Specifically, what we’re talking about here is the source code to iOS 9’s iBoot, which was first released in 2015, although some of the files have a 2016 date in them. How this affects today’s devices running the latest software is unclear – some parts of the code may possibly linger on in iOS 11. No cryptographic keys or secrets have been found so far in the spilled documents.

For now, don’t panic.

No one’s going to hack your iPhone or iPad over the air, nor via a webpage or an app, from this leak.
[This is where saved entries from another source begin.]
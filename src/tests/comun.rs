//! tests/comun.rs
//! Helpers compartidos: pool en memoria y datos de ejemplo.

use std::str::FromStr;

use sqlx::sqlite::{SqliteConnectOptions, SqlitePoolOptions};
use sqlx::{Pool, Sqlite};

use crate::models::cliente_model::ClienteForm;
use crate::models::producto_model::ProductoForm;
use crate::models::usuario_model::NuevoUsuarioForm;
use crate::services::cliente_service::ClienteService;
use crate::services::crypto_service::CryptoService;
use crate::services::producto_service::ProductoService;
use crate::services::usuario_service::UsuarioService;

pub const SECRETO_PRUEBAS: &str = "secreto-de-pruebas";

/// Una sola conexión que nunca se recicla: la base en memoria vive con ella
pub async fn pool_prueba() -> Pool<Sqlite> {
    let opciones = SqliteConnectOptions::from_str("sqlite::memory:")
        .expect("url sqlite")
        .foreign_keys(true);
    let pool = SqlitePoolOptions::new()
        .max_connections(1)
        .idle_timeout(None)
        .max_lifetime(None)
        .connect_with(opciones)
        .await
        .expect("No se pudo abrir SQLite en memoria");
    sqlx::migrate!("./migrations")
        .run(&pool)
        .await
        .expect("Fallo en migraciones");
    pool
}

pub fn crypto_prueba() -> CryptoService {
    CryptoService::new(SECRETO_PRUEBAS)
}

pub fn cliente_form(nombre: &str, clave: &str) -> ClienteForm {
    ClienteForm {
        nombre: nombre.to_string(),
        clave: clave.to_string(),
        direccion: None,
        telefono: None,
        email: None,
    }
}

pub async fn crear_cliente(pool: &Pool<Sqlite>, nombre: &str, clave: &str) -> i64 {
    ClienteService::new(pool.clone())
        .crear(cliente_form(nombre, clave))
        .await
        .expect("crear cliente")
}

pub fn producto_form(codigo: &str, clienteid: Option<i64>) -> ProductoForm {
    ProductoForm {
        codigo: codigo.to_string(),
        nombre: format!("Producto {codigo}"),
        descripcion: None,
        presentacion: Some("1 kg".to_string()),
        clienteid,
        zonaid: None,
        formulaid: None,
        costo: 10.0,
    }
}

pub async fn crear_producto(pool: &Pool<Sqlite>, codigo: &str, clienteid: Option<i64>) -> i64 {
    ProductoService::new(pool.clone())
        .crear(producto_form(codigo, clienteid))
        .await
        .expect("crear producto")
}

pub async fn crear_usuario(
    pool: &Pool<Sqlite>,
    email: &str,
    password: &str,
    rolid: i64,
    clienteid: Option<i64>,
) -> i64 {
    UsuarioService::new(pool.clone(), crypto_prueba())
        .crear(NuevoUsuarioForm {
            nombrecompleto: format!("Usuario {email}"),
            email: email.to_string(),
            password: password.to_string(),
            rolid,
            clienteid,
        })
        .await
        .expect("crear usuario")
}

/// Status HTTP que le corresponde a un error de servicio
pub fn status_de(err: &anyhow::Error) -> Option<u16> {
    err.downcast_ref::<crate::errors::CosteoError>()
        .map(|e| e.status_code().as_u16())
}
//! services/configuracion_service.rs
//! Parámetros generales (clave/valor) usados por el costeo.

use anyhow::{Context, Result};
use sqlx::{Pool, Sqlite};

use crate::errors::{mapear_sqlx, CosteoError};
use crate::models::comun_model::{Listado, PaginacionQuery};
use crate::models::configuracion_model::{Configuracion, ConfiguracionFiltros, ConfiguracionForm};
use crate::services::crud_service::{self, Filtro, Tabla};
use crate::services::validacion::{ahora, opcional, requerido};

impl Tabla for Configuracion {
    const TABLA: &'static str = "configuraciones";
    const COLUMNAS: &'static str =
        "id, clave, descripcion, valor, valorfloat, activo, fechacreacion, fechaactualizacion";
    const COLUMNA_NOMBRE: &'static str = "descripcion";
    const ORDENABLES: &'static [&'static str] = &["clave", "descripcion", "id"];
    const CONTEXTO: &'static str = "configuración";
}

struct ConfiguracionCampos {
    clave: String,
    descripcion: String,
    valor: Option<String>,
    valorfloat: Option<f64>,
}

impl ConfiguracionCampos {
    fn desde_form(form: ConfiguracionForm) -> Result<Self> {
        if let Some(v) = form.valorfloat {
            if !v.is_finite() {
                return Err(CosteoError::validacion(
                    "El campo 'valorfloat' debe ser numérico",
                ));
            }
        }
        Ok(ConfiguracionCampos {
            clave: requerido("clave", &form.clave)?.to_lowercase(),
            descripcion: requerido("descripcion", &form.descripcion)?,
            valor: opcional(form.valor),
            valorfloat: form.valorfloat,
        })
    }
}

#[derive(Clone, Debug)]
pub struct ConfiguracionService {
    db_pool: Pool<Sqlite>,
}

impl ConfiguracionService {
    pub fn new(db_pool: Pool<Sqlite>) -> Self {
        ConfiguracionService { db_pool }
    }

    pub async fn listar(
        &self,
        filtros: &ConfiguracionFiltros,
        query: &PaginacionQuery,
    ) -> Result<Listado<Configuracion>> {
        let (orden, paginacion) = crud_service::orden_y_pagina::<Configuracion>(query)?;
        let filtro = Filtro::nuevo()
            .ilike("descripcion", filtros.descripcion.as_deref())
            .eq_bool("activo", filtros.activo);
        crud_service::listar(&self.db_pool, &filtro, &orden, &paginacion).await
    }

    pub async fn obtener(&self, id: i64) -> Result<Configuracion> {
        crud_service::obtener(&self.db_pool, id).await
    }

    pub async fn obtener_por_clave(&self, clave: &str) -> Result<Configuracion> {
        let clave = requerido("clave", clave)?.to_lowercase();
        let sql = format!(
            "SELECT {} FROM configuraciones WHERE clave = ?1",
            Configuracion::COLUMNAS
        );
        sqlx::query_as::<_, Configuracion>(&sql)
            .bind(&clave)
            .fetch_optional(&self.db_pool)
            .await
            .context("Fallo al consultar configuración")?
            .ok_or_else(|| {
                CosteoError::no_encontrado(format!("No existe la configuración '{clave}'"))
            })
    }

    pub async fn crear(&self, form: ConfiguracionForm) -> Result<i64> {
        let c = ConfiguracionCampos::desde_form(form)?;
        let now = ahora();

        let id = sqlx::query(
            r#"
            INSERT INTO configuraciones (
                clave, descripcion, valor, valorfloat,
                activo, fechacreacion, fechaactualizacion
            )
            VALUES (?1, ?2, ?3, ?4, 1, ?5, ?5)
            "#,
        )
        .bind(&c.clave)
        .bind(&c.descripcion)
        .bind(&c.valor)
        .bind(c.valorfloat)
        .bind(&now)
        .execute(&self.db_pool)
        .await
        .map_err(|e| mapear_sqlx(e, "configuración"))?
        .last_insert_rowid();

        Ok(id)
    }

    pub async fn actualizar(&self, id: i64, form: ConfiguracionForm) -> Result<()> {
        let c = ConfiguracionCampos::desde_form(form)?;

        let res = sqlx::query(
            r#"
            UPDATE configuraciones
            SET clave = ?1,
                descripcion = ?2,
                valor = ?3,
                valorfloat = ?4,
                fechaactualizacion = ?5
            WHERE id = ?6
            "#,
        )
        .bind(&c.clave)
        .bind(&c.descripcion)
        .bind(&c.valor)
        .bind(c.valorfloat)
        .bind(ahora())
        .bind(id)
        .execute(&self.db_pool)
        .await
        .map_err(|e| mapear_sqlx(e, "configuración"))?;

        if res.rows_affected() == 0 {
            return Err(CosteoError::no_encontrado(format!(
                "No se encontró configuración con id {id}"
            )));
        }
        Ok(())
    }

    pub async fn cambiar_estatus(&self, id: i64, activo: bool) -> Result<()> {
        crud_service::cambiar_estatus::<Configuracion>(&self.db_pool, id, activo).await
    }
}
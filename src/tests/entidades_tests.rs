//! tests/entidades_tests.rs
//! Reglas de cada módulo: normalización, relaciones, conflictos y tenencia.

use crate::models::catalogo_model::{CatalogoForm, PrecioCatalogoForm, ProductoCatalogoForm};
use crate::models::cliente_model::ClienteFiltros;
use crate::models::comun_model::PaginacionQuery;
use crate::models::configuracion_model::ConfiguracionForm;
use crate::models::formula_model::{FormulaFiltros, FormulaForm};
use crate::models::material_etiquetado_model::{
    MaterialEtiquetadoFiltros, MaterialEtiquetadoForm,
};
use crate::models::materia_prima_model::MateriaPrimaForm;
use crate::models::permiso_model::{
    PERMISO_CATALOGOS, PERMISO_DASHBOARD, PERMISO_PRODUCTOS, PERMISO_REPORTES, PERMISO_USUARIOS,
    ROL_ADMINISTRADOR, ROL_CLIENTE,
};
use crate::models::producto_model::{OptimosFiltros, ProductoForm, ProductoOptimoForm};
use crate::models::usuario_model::{ActualizarUsuarioForm, NuevoUsuarioForm};
use crate::models::zona_model::{ZonaFiltros, ZonaForm};
use crate::services::catalogo_service::CatalogoService;
use crate::services::cliente_service::ClienteService;
use crate::services::configuracion_service::ConfiguracionService;
use crate::services::dashboard_service::DashboardService;
use crate::services::formula_service::FormulaService;
use crate::services::material_etiquetado_service::MaterialEtiquetadoService;
use crate::services::materia_prima_service::MateriaPrimaService;
use crate::services::permiso_service::PermisoService;
use crate::services::producto_service::ProductoService;
use crate::services::usuario_service::UsuarioService;
use crate::services::zona_service::ZonaService;
use crate::tests::comun::{
    cliente_form, crear_cliente, crear_producto, crear_usuario, crypto_prueba, pool_prueba,
    producto_form, status_de,
};

fn zona_form(clave: &str) -> ZonaForm {
    ZonaForm {
        nombre: format!("Zona {clave}"),
        clave: clave.to_string(),
        descripcion: None,
    }
}

fn catalogo_form(clienteid: i64) -> CatalogoForm {
    CatalogoForm {
        nombre: "Catálogo primavera".to_string(),
        descripcion: Some("  ".to_string()),
        clienteid,
        zonaid: None,
    }
}
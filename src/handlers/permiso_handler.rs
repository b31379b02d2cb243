//! handlers/permiso_handler.rs
//! Permisos y su asignación a roles.

use actix_web::web;

use crate::handlers::respuesta::{mensaje, ok, Respuesta};
use crate::models::permiso_model::{AsignarPermisoRequest, PERMISO_USUARIOS};
use crate::models::sesion_model::SesionUsuario;
use crate::services::permiso_service::PermisoService;

/// GET /api/permisos
pub async fn listar_permisos_endpoint(
    sesion: SesionUsuario,
    service: web::Data<PermisoService>,
) -> Respuesta {
    sesion.requiere_permiso(PERMISO_USUARIOS)?;
    Ok(ok(service.listar().await?))
}

/// GET /api/permisos/rol/{rolid}
pub async fn permisos_rol_endpoint(
    sesion: SesionUsuario,
    service: web::Data<PermisoService>,
    path: web::Path<i64>,
) -> Respuesta {
    sesion.requiere_permiso(PERMISO_USUARIOS)?;
    Ok(ok(service.por_rol(path.into_inner()).await?))
}

/// POST /api/permisos/rol/{rolid}
/// Aplica en el siguiente login de los usuarios del rol.
pub async fn asignar_permiso_endpoint(
    sesion: SesionUsuario,
    service: web::Data<PermisoService>,
    path: web::Path<i64>,
    req_body: web::Json<AsignarPermisoRequest>,
) -> Respuesta {
    sesion.requiere_administrador()?;
    service
        .asignar(path.into_inner(), req_body.permisoid)
        .await?;
    Ok(mensaje("Permiso asignado"))
}

/// DELETE /api/permisos/rol/{rolid}/{permisoid}
pub async fn quitar_permiso_endpoint(
    sesion: SesionUsuario,
    service: web::Data<PermisoService>,
    path: web::Path<(i64, i64)>,
) -> Respuesta {
    sesion.requiere_administrador()?;
    let (rolid, permisoid) = path.into_inner();
    service.quitar(rolid, permisoid).await?;
    Ok(mensaje("Permiso removido"))
}
//! models/material_etiquetado_model.rs

use serde::{Deserialize, Serialize};
use sqlx::FromRow;

#[derive(Debug, Clone, Serialize, Deserialize, FromRow)]
pub struct MaterialEtiquetado {
    pub id: i64,
    pub codigo: String,
    pub nombre: String,
    pub tipo: Option<String>,
    pub unidadmedida: Option<String>,
    pub costo: f64,
    pub imgurl: Option<String>,
    pub activo: bool,
    pub fechacreacion: String,
    pub fechaactualizacion: String,
}

#[derive(Debug, Clone, Deserialize)]
pub struct MaterialEtiquetadoForm {
    pub codigo: String,
    pub nombre: String,
    pub tipo: Option<String>,
    pub unidadmedida: Option<String>,
    #[serde(default)]
    pub costo: f64,
}

#[derive(Debug, Clone, Default, Deserialize)]
pub struct MaterialEtiquetadoFiltros {
    pub nombre: Option<String>,
    pub codigo: Option<String>,
    pub tipo: Option<String>,
    pub activo: Option<bool>,
}
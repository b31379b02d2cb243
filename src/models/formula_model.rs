//! models/formula_model.rs

use serde::{Deserialize, Serialize};
use sqlx::FromRow;

#[derive(Debug, Clone, Serialize, Deserialize, FromRow)]
pub struct Formula {
    pub id: i64,
    pub codigo: String,
    pub nombre: String,
    pub especificaciones: Option<String>,
    pub unidadmedida: Option<String>,
    pub rendimiento: f64,
    pub costo: f64,
    pub activo: bool,
    pub fechacreacion: String,
    pub fechaactualizacion: String,
}

#[derive(Debug, Clone, Deserialize)]
pub struct FormulaForm {
    pub codigo: String,
    pub nombre: String,
    pub especificaciones: Option<String>,
    pub unidadmedida: Option<String>,
    #[serde(default)]
    pub rendimiento: f64,
    #[serde(default)]
    pub costo: f64,
}

#[derive(Debug, Clone, Default, Deserialize)]
pub struct FormulaFiltros {
    pub nombre: Option<String>,
    pub codigo: Option<String>,
    pub activo: Option<bool>,
}
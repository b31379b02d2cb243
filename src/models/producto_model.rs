//! models/producto_model.rs

use serde::{Deserialize, Serialize};
use sqlx::FromRow;

#[derive(Debug, Clone, Serialize, Deserialize, FromRow)]
pub struct Producto {
    pub id: i64,
    pub codigo: String,
    pub nombre: String,
    pub descripcion: Option<String>,
    pub presentacion: Option<String>,
    pub clienteid: Option<i64>,
    pub zonaid: Option<i64>,
    pub formulaid: Option<i64>,
    pub costo: f64,
    pub imgurl: Option<String>,
    pub activo: bool,
    pub fechacreacion: String,
    pub fechaactualizacion: String,
}

#[derive(Debug, Clone, Deserialize)]
pub struct ProductoForm {
    pub codigo: String,
    pub nombre: String,
    pub descripcion: Option<String>,
    pub presentacion: Option<String>,
    pub clienteid: Option<i64>,
    pub zonaid: Option<i64>,
    pub formulaid: Option<i64>,
    #[serde(default)]
    pub costo: f64,
}

#[derive(Debug, Clone, Default, Deserialize)]
pub struct ProductoFiltros {
    pub nombre: Option<String>,
    pub codigo: Option<String>,
    pub clienteid: Option<i64>,
    pub zonaid: Option<i64>,
    pub activo: Option<bool>,
    /// Con `clienteid`, incluye también los productos globales (sin cliente)
    #[serde(skip)]
    pub incluir_globales: bool,
}

/// Body de `POST /productos/{id}/clientes`
#[derive(Debug, Clone, Deserialize)]
pub struct AsignarClienteRequest {
    pub clienteid: i64,
}

/// Registro de productosxclienteoptimos
#[derive(Debug, Clone, Serialize, Deserialize, FromRow)]
pub struct ProductoOptimo {
    pub id: i64,
    pub clienteid: i64,
    pub productoid: i64,
    pub zonaid: Option<i64>,
    pub codigo: String,
    pub nombre: String,
    pub utilidadoptima: f64,
    pub costoparticipacion: f64,
    pub fechacreacion: String,
}

#[derive(Debug, Clone, Deserialize)]
pub struct ProductoOptimoForm {
    pub clienteid: i64,
    pub productoid: i64,
    pub zonaid: Option<i64>,
    pub utilidadoptima: f64,
    #[serde(default)]
    pub costoparticipacion: f64,
}

#[derive(Debug, Clone, Default, Deserialize)]
pub struct OptimosFiltros {
    pub clienteid: Option<i64>,
    pub zonaid: Option<i64>,
}
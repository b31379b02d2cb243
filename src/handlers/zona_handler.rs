//! handlers/zona_handler.rs

use actix_web::web;

use crate::handlers::respuesta::{creado, mensaje, ok, Respuesta};
use crate::models::comun_model::{CambioEstatus, PaginacionQuery};
use crate::models::permiso_model::PERMISO_ZONAS;
use crate::models::sesion_model::SesionUsuario;
use crate::models::zona_model::{ZonaFiltros, ZonaForm};
use crate::services::zona_service::ZonaService;

/// GET /api/zonas
pub async fn listar_zonas_endpoint(
    sesion: SesionUsuario,
    service: web::Data<ZonaService>,
    filtros: web::Query<ZonaFiltros>,
    paginacion: web::Query<PaginacionQuery>,
) -> Respuesta {
    sesion.requiere_permiso(PERMISO_ZONAS)?;
    Ok(ok(service.listar(&filtros, &paginacion).await?))
}

/// GET /api/zonas/dropdown
/// Con `?clienteid=` regresa sólo las zonas asignadas a ese cliente.
pub async fn dropdown_zonas_endpoint(
    sesion: SesionUsuario,
    service: web::Data<ZonaService>,
    query: web::Query<DropdownZonasQuery>,
) -> Respuesta {
    let opciones = match sesion.alcance_cliente(query.clienteid) {
        Some(clienteid) => service.dropdown_por_cliente(clienteid).await?,
        None => service.dropdown().await?,
    };
    Ok(ok(opciones))
}

#[derive(Debug, serde::Deserialize)]
pub struct DropdownZonasQuery {
    pub clienteid: Option<i64>,
}

/// GET /api/zonas/{id}
pub async fn obtener_zona_endpoint(
    sesion: SesionUsuario,
    service: web::Data<ZonaService>,
    path: web::Path<i64>,
) -> Respuesta {
    sesion.requiere_permiso(PERMISO_ZONAS)?;
    Ok(ok(service.obtener(path.into_inner()).await?))
}

/// POST /api/zonas
pub async fn crear_zona_endpoint(
    sesion: SesionUsuario,
    service: web::Data<ZonaService>,
    req_body: web::Json<ZonaForm>,
) -> Respuesta {
    sesion.requiere_permiso(PERMISO_ZONAS)?;
    let id = service.crear(req_body.into_inner()).await?;
    Ok(creado(id, "Zona creada"))
}

/// PUT /api/zonas/{id}
pub async fn actualizar_zona_endpoint(
    sesion: SesionUsuario,
    service: web::Data<ZonaService>,
    path: web::Path<i64>,
    req_body: web::Json<ZonaForm>,
) -> Respuesta {
    sesion.requiere_permiso(PERMISO_ZONAS)?;
    service
        .actualizar(path.into_inner(), req_body.into_inner())
        .await?;
    Ok(mensaje("Zona actualizada"))
}

/// PATCH /api/zonas/{id}/estatus
pub async fn estatus_zona_endpoint(
    sesion: SesionUsuario,
    service: web::Data<ZonaService>,
    path: web::Path<i64>,
    req_body: web::Json<CambioEstatus>,
) -> Respuesta {
    sesion.requiere_permiso(PERMISO_ZONAS)?;
    service
        .cambiar_estatus(path.into_inner(), req_body.activo)
        .await?;
    Ok(mensaje("Estatus actualizado"))
}

/// DELETE /api/zonas/{id}
pub async fn eliminar_zona_endpoint(
    sesion: SesionUsuario,
    service: web::Data<ZonaService>,
    path: web::Path<i64>,
) -> Respuesta {
    sesion.requiere_permiso(PERMISO_ZONAS)?;
    service.eliminar(path.into_inner()).await?;
    Ok(mensaje("Zona eliminada"))
}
The code is useful for the tight-knit crowd of eggheads who like rummaging through firmware code looking for holes to exploit to jailbreak devices using a tethered physical connection to a computer. Apple has recently-ish stepped up its security, with its secure coprocessors and other measures, to thwart jailbreaks. Perhaps now fans will be able to find new ways to jailbreak and customize their iGear, now the blueprints for the bootloader are sitting on the internet in plain sight.

Instead, we recommend you just sit back, relax, and marvel at how Apple somehow managed to lose control of such a central, critical and hush-hush component of its software stack. And wonder what else has leaked from Cupertino’s highly secretive idiot-tax operations.